仔細はもう忘れかけているが、長い歴史の中では、天皇も皇族もいろいろ、といった感想。
井沢元彦によると、明治天皇は、明治改元か即位礼の前日にわざわざ四国・香川県の崇徳天皇陵に参拝されたはずだ。12世紀前半に就位の天皇が、祟らないで国家・新天皇の御代の平穏をとの思いを19世紀にまで持たせ続けていたことになる。一度、崇徳天皇陵には行かねばならない。
・西尾幹二・真贋の洞察(文藝春秋、2008.10)。すでに一部触れたことはある。触れたのは、福田恆存にかかわる長い論考(講演録)の一部(p.123-190、計68頁!)。
金融・経済への関心に感心するとともに、最後にとっておいた「安倍晋三は真正保守の政治家に非ず―二大政党制という妄想―」も頗る面白かった。
月刊WiLL2007.10号初出で原題は「二大政党制という妄想」。この題のとおり、執筆当時は首相在任中ぎりぎりだったと思われる安倍晋三批判は大して重要なテーマではない。今日の政治状況を鋭く予感していた、との評価もできる。
「自民党も三分の二くらいは左翼のようなものです」(p.32。加藤紘一、後藤田正純、河野太郎の名を挙げる)。きっとそうなのだろう。

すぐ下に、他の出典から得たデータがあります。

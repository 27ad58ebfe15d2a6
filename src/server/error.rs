//! The one place internal errors become HTTP responses.

use crate::error::ExplorerError;
use axum::http::StatusCode;
use axum::response::{IntoResponse, Response};
use axum::Json;
use serde::{Deserialize, Serialize};

#[derive(Debug, Serialize, Deserialize)]
pub struct ErrorResponse {
    pub error: String,
}

/// Handler error wrapping [`ExplorerError`].
#[derive(Debug)]
pub struct ApiError(pub ExplorerError);

impl From<ExplorerError> for ApiError {
    fn from(err: ExplorerError) -> Self {
        Self(err)
    }
}

/// HTTP status for an error kind.
pub fn status_for(err: &ExplorerError) -> StatusCode {
    match err {
        ExplorerError::InvalidInput(_) | ExplorerError::InvalidPath(_) => StatusCode::BAD_REQUEST,
        ExplorerError::NotFound(_) => StatusCode::NOT_FOUND,
        e if e.is_auth_failure() => StatusCode::UNAUTHORIZED,
        _ => StatusCode::INTERNAL_SERVER_ERROR,
    }
}

impl IntoResponse for ApiError {
    fn into_response(self) -> Response {
        let status = status_for(&self.0);
        if status.is_server_error() {
            tracing::error!(error = %self.0, "Request failed");
        } else {
            tracing::debug!(error = %self.0, status = %status, "Request rejected");
        }

        (status, Json(ErrorResponse { error: self.0.to_string() })).into_response()
    }
}
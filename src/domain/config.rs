//! Runtime configuration.

use serde::{Deserialize, Serialize};
use std::path::PathBuf;

/// How checkout directories are named and reused.
#[derive(Debug, Clone, Copy, Default, PartialEq, Eq, Serialize, Deserialize)]
#[serde(rename_all = "lowercase")]
pub enum ClonePolicy {
    /// Every clone gets a new `{owner}-{repo}-{millis}` directory.
    #[default]
    Fresh,
    /// Clones land in `{owner}-{repo}`; an existing checkout is pulled best-effort
    /// and served even if the pull fails.
    Reuse,
}

impl std::str::FromStr for ClonePolicy {
    type Err = String;

    fn from_str(s: &str) -> Result<Self, Self::Err> {
        match s.trim().to_ascii_lowercase().as_str() {
            "fresh" => Ok(Self::Fresh),
            "reuse" => Ok(Self::Reuse),
            other => Err(format!("Invalid clone policy '{other}' (expected 'fresh' or 'reuse')")),
        }
    }
}

#[derive(Debug, Clone, PartialEq, Serialize, Deserialize)]
#[serde(default)]
pub struct Config {
    /// Directory holding every checkout.
    pub scratch_root: PathBuf,
    pub clone_policy: ClonePolicy,
    /// History depth for clones; 0 clones the full history.
    pub clone_depth: u32,
    pub clone_timeout_secs: u64,
    /// Git base URL serving `{owner}/{repo}`; clones go to GitHub when unset.
    pub clone_mirror: Option<String>,
    /// Upper bound on the summed content of important files sent to the summarizer.
    pub summary_max_bytes: usize,
    pub bind: String,
    pub llm_base_url: String,
    pub llm_model: String,
    pub llm_api_key: Option<String>,
    pub llm_timeout_secs: u64,
    pub github_api_url: String,
    pub github_token: Option<String>,
}

impl Default for Config {
    fn default() -> Self {
        Self {
            scratch_root: std::env::temp_dir().join("repo-explorer"),
            clone_policy: ClonePolicy::Fresh,
            clone_depth: 1,
            clone_timeout_secs: 300,
            clone_mirror: None,
            summary_max_bytes: 100_000,
            bind: "127.0.0.1:3000".to_string(),
            llm_base_url: "https://api.openai.com/v1".to_string(),
            llm_model: "gpt-4o-mini".to_string(),
            llm_api_key: None,
            llm_timeout_secs: 120,
            github_api_url: "https://api.github.com".to_string(),
            github_token: None,
        }
    }
}

impl Config {
    /// API key for the completion provider, falling back to `OPENAI_API_KEY`.
    pub fn resolved_llm_api_key(&self) -> Option<String> {
        self.llm_api_key
            .clone()
            .or_else(|| std::env::var("OPENAI_API_KEY").ok())
            .filter(|key| !key.trim().is_empty())
    }

    /// Token for the hosting API, falling back to `GITHUB_TOKEN`.
    pub fn resolved_github_token(&self) -> Option<String> {
        self.github_token
            .clone()
            .or_else(|| std::env::var("GITHUB_TOKEN").ok())
            .filter(|token| !token.trim().is_empty())
    }
}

「私は共産党、社民党、公明党は…政党として認めていない…。…党首討論に…大きな顔をして出演させるべきではない」(p.34)。同感。とくに後者は、従前からそう感じていた。
二大政党制をよしとしないのは自民党・民主党ともに「寄り合い所帯」で「理念が不透明」だから。なぜ日本政治がこうなったかには「小沢一郎が深く関与している」(p.35)。
細かく引用しない。その後の、1955年体制の総括的言及・小沢一郎批判にも納得するところがほとんどだ。

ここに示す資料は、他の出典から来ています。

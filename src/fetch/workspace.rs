//! The scratch root that owns every checkout.

use crate::error::{ExplorerError, Result};
use std::path::{Component, Path, PathBuf};

/// Validates caller-supplied checkout paths against the scratch root.
#[derive(Debug, Clone)]
pub struct Workspace {
    root: PathBuf,
}

impl Workspace {
    pub fn new(root: PathBuf) -> Self {
        Self { root }
    }

    pub fn root(&self) -> &Path {
        &self.root
    }

    /// Resolve a `repoPath` handed back by a client to a checkout directory.
    ///
    /// Relative paths are taken relative to the scratch root. The result must
    /// be an existing directory strictly below the root.
    pub fn resolve_checkout(&self, repo_path: &str) -> Result<PathBuf> {
        let trimmed = repo_path.trim();
        if trimmed.is_empty() {
            return Err(ExplorerError::invalid_input("Missing repoPath parameter"));
        }

        let candidate = Path::new(trimmed);
        if candidate.components().any(|c| matches!(c, Component::ParentDir)) {
            return Err(ExplorerError::invalid_path(format!(
                "repoPath must not contain '..': {trimmed}"
            )));
        }
        let candidate =
            if candidate.is_absolute() { candidate.to_path_buf() } else { self.root.join(candidate) };

        let root = self.root.canonicalize().map_err(|e| ExplorerError::from_io(&self.root, e))?;
        let resolved = candidate.canonicalize().map_err(|e| ExplorerError::from_io(trimmed, e))?;

        if resolved == root || !resolved.starts_with(&root) {
            return Err(ExplorerError::invalid_path(format!(
                "repoPath is outside the scratch directory: {trimmed}"
            )));
        }
        if !resolved.is_dir() {
            return Err(ExplorerError::invalid_path(format!("repoPath is not a directory: {trimmed}")));
        }

        Ok(resolved)
    }
}

#[cfg(test)]
mod tests {
    use super::*;
    use std::fs;
    use tempfile::TempDir;

    fn workspace() -> (TempDir, Workspace) {
        let tmp = TempDir::new().expect("tmp");
        let ws = Workspace::new(tmp.path().to_path_buf());
        (tmp, ws)
    }

    #[test]
    fn test_resolves_absolute_and_relative_checkouts() {
        let (tmp, ws) = workspace();
        fs::create_dir(tmp.path().join("acme-widgets-1")).unwrap();

        let abs = tmp.path().join("acme-widgets-1");
        let resolved = ws.resolve_checkout(abs.to_str().unwrap()).unwrap();
        assert_eq!(resolved, abs.canonicalize().unwrap());

        let rel = ws.resolve_checkout("acme-widgets-1").unwrap();
        assert_eq!(rel, resolved);
    }

    #[test]
    fn test_rejects_paths_outside_root() {
        let (tmp, ws) = workspace();
        let outside = TempDir::new().unwrap();

        assert!(matches!(
            ws.resolve_checkout(outside.path().to_str().unwrap()),
            Err(ExplorerError::InvalidPath(_))
        ));
        assert!(matches!(
            ws.resolve_checkout(tmp.path().to_str().unwrap()),
            Err(ExplorerError::InvalidPath(_))
        ));
        assert!(matches!(ws.resolve_checkout("../etc"), Err(ExplorerError::InvalidPath(_))));
    }

    #[test]
    fn test_missing_and_empty_paths() {
        let (_tmp, ws) = workspace();
        assert!(matches!(ws.resolve_checkout(""), Err(ExplorerError::InvalidInput(_))));
        assert!(matches!(ws.resolve_checkout("gone-123"), Err(ExplorerError::NotFound(_))));
    }

    #[test]
    fn test_rejects_files() {
        let (tmp, ws) = workspace();
        fs::write(tmp.path().join("notes.txt"), "x").unwrap();
        assert!(matches!(ws.resolve_checkout("notes.txt"), Err(ExplorerError::InvalidPath(_))));
    }
}
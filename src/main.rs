//! repo-explorer command-line entry point.

use anyhow::Result;

fn main() -> Result<()> {
    repo_explorer::cli::run()
}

「小沢一郎は日本の政治をねじ曲げた万死に値する男です」(p.40)。
こうした論評からすると、小沢一郎びいきの「保守」派らしき男、勝谷誠彦とは異様な人物だ。よいことも書き、喋ってもいるのに、小沢一郎(・従って現在の民主党)にはボロボロに甘い。

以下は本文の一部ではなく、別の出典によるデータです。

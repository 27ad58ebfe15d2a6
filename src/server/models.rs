//! Request and response bodies.

use crate::domain::{FileNode, ImportantFile, RepoStats};
use crate::llm::ChatMessage;
use serde::{Deserialize, Serialize};

#[derive(Debug, Default, Deserialize)]
#[serde(rename_all = "camelCase")]
pub struct CloneRequest {
    pub repo_url: Option<String>,
    #[serde(default)]
    pub force_refresh: bool,
}

#[derive(Debug, Serialize, Deserialize)]
#[serde(rename_all = "camelCase")]
pub struct CloneResponse {
    pub repo_path: String,
    pub files: Vec<FileNode>,
}

#[derive(Debug, Default, Deserialize)]
#[serde(rename_all = "camelCase")]
pub struct RepoQuery {
    pub repo_path: Option<String>,
}

#[derive(Debug, Default, Deserialize)]
#[serde(rename_all = "camelCase")]
pub struct FileQuery {
    pub repo_path: Option<String>,
    pub file_path: Option<String>,
}

#[derive(Debug, Serialize, Deserialize)]
#[serde(rename_all = "camelCase")]
pub struct FileResponse {
    pub content: String,
    /// Highlighter language id.
    pub language: String,
    pub is_binary: bool,
}

#[derive(Debug, Default, Deserialize)]
#[serde(rename_all = "camelCase")]
pub struct UrlQuery {
    pub repo_url: Option<String>,
}

#[derive(Debug, Default, Deserialize)]
#[serde(rename_all = "camelCase")]
pub struct SummaryRequest {
    pub repo_url: Option<String>,
    pub stats: Option<RepoStats>,
}

#[derive(Debug, Serialize, Deserialize)]
#[serde(rename_all = "camelCase")]
pub struct SummaryResponse {
    pub summary: String,
    pub stats: RepoStats,
    pub analyzed_files: Vec<AnalyzedFile>,
}

/// An important file that went into a summary, without its content.
#[derive(Debug, Serialize, Deserialize)]
pub struct AnalyzedFile {
    pub path: String,
    pub reason: String,
}

impl From<&ImportantFile> for AnalyzedFile {
    fn from(file: &ImportantFile) -> Self {
        Self { path: file.path.clone(), reason: file.reason.clone() }
    }
}

#[derive(Debug, Deserialize)]
#[serde(rename_all = "camelCase")]
pub struct ChatRequest {
    #[serde(default)]
    pub messages: Vec<ChatMessage>,
    pub file_name: Option<String>,
    pub file_content: Option<String>,
}

#[derive(Debug, Serialize, Deserialize)]
pub struct HealthResponse {
    pub status: String,
    pub version: String,
}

これまであえて取り上げてこなかったのだが、勝谷誠彦・偽装国家Ⅱ(扶桑社新書、2007.12)では、安倍晋三を「偽装保守」と称し、「美しい国」と言うのを聞いて「私は椅子から転げ落ちました」とまで侮言しながら(「美しい国」との言葉の悪意をもった解釈もしながら)、また、多数の「偽装」の例を挙げながら、朝日新聞等による大々的で集中的な反安倍・反自民キャンペーンによる2007.07の参院選の結果については、ひとことも<偽装>とは称していない。あの選挙での自民党の後退しすぎは、マスメディアによる国民の意思の<偽装>だ、と思っている(2005の小泉「郵政」総選挙の結果もその面が強い)。私の感覚は、勝谷誠彦とは大きく異なっているようだ。まだ西尾幹二の方に近い。
〇社民党・福島瑞穂は昨年(2008年)12月に桝添要一厚労相に対して「非正規労働者支援の緊急申し入れ」を行い、その中で「多くの非正規労働者が雇用保険の加入漏れの恐れがあることがわかった。非正規労働者が、資格がありながら雇用保険に加入していない実態を掌握する措置を講ずること」等を求めた。
一方、福島瑞穂が代表の「福島みずほ事務所」は、「平成18年度までの数年間、雇用する私設秘書2人について労働保険に加入していなかった」。
以上。産経新聞3/04による。
これは実態把握については「灯台元暮らし」、措置要求については<天に唾する>、とでも言うのだろう。なかなか面白い記事だった。